[Stored items]
------------------------
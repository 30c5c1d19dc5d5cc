// src/export/mod.rs

mod fs_utils;
mod json_csv;
pub mod logic;
mod model;
mod pdf;
mod pdf_export;
pub mod vega;
mod xlsx;

pub use logic::ExportLogic;
pub use model::{DetailExport, ReportDocument};

use crate::ui::messages::success;
use clap::ValueEnum;
use std::path::Path;

/// Shared completion message for every export format.
pub(crate) fn notify_export_success(label: &str, path: &Path) {
    success(format!("{label} export completed: {}", path.display()));
}

#[derive(Clone, Copy, Debug, PartialEq, Eq, ValueEnum)]
pub enum ExportFormat {
    Csv,
    Json,
    Xlsx,
    Pdf,
    /// Vega-Lite stacked bar specification of the chart
    Vega,
}

impl ExportFormat {
    pub fn as_str(&self) -> &'static str {
        match self {
            ExportFormat::Csv => "csv",
            ExportFormat::Json => "json",
            ExportFormat::Xlsx => "xlsx",
            ExportFormat::Pdf => "pdf",
            ExportFormat::Vega => "vega",
        }
    }
}

/// Which table a single-table format (CSV) writes.
#[derive(Clone, Copy, Debug, Default, PartialEq, Eq, ValueEnum)]
pub enum ExportDataset {
    #[default]
    Detail,
    Chart,
}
------------------------
* WHAT YOU SHOULD DO: Repeat exactly, please, each line from the beginning of the data through the line with "use std::path::Path;" in it, and only those lines.

* RESPONSE BOX:
repository 30c5c1d19dc5d5cc
// src/export/mod.rs

mod fs_utils;
mod json_csv;
pub mod logic;
mod model;
mod pdf;
mod pdf_export;
pub mod vega;
mod xlsx;

pub use logic::ExportLogic;
pub use model::{DetailExport, ReportDocument};

use crate::ui::messages::success;
use clap::ValueEnum;
use std::path::Path;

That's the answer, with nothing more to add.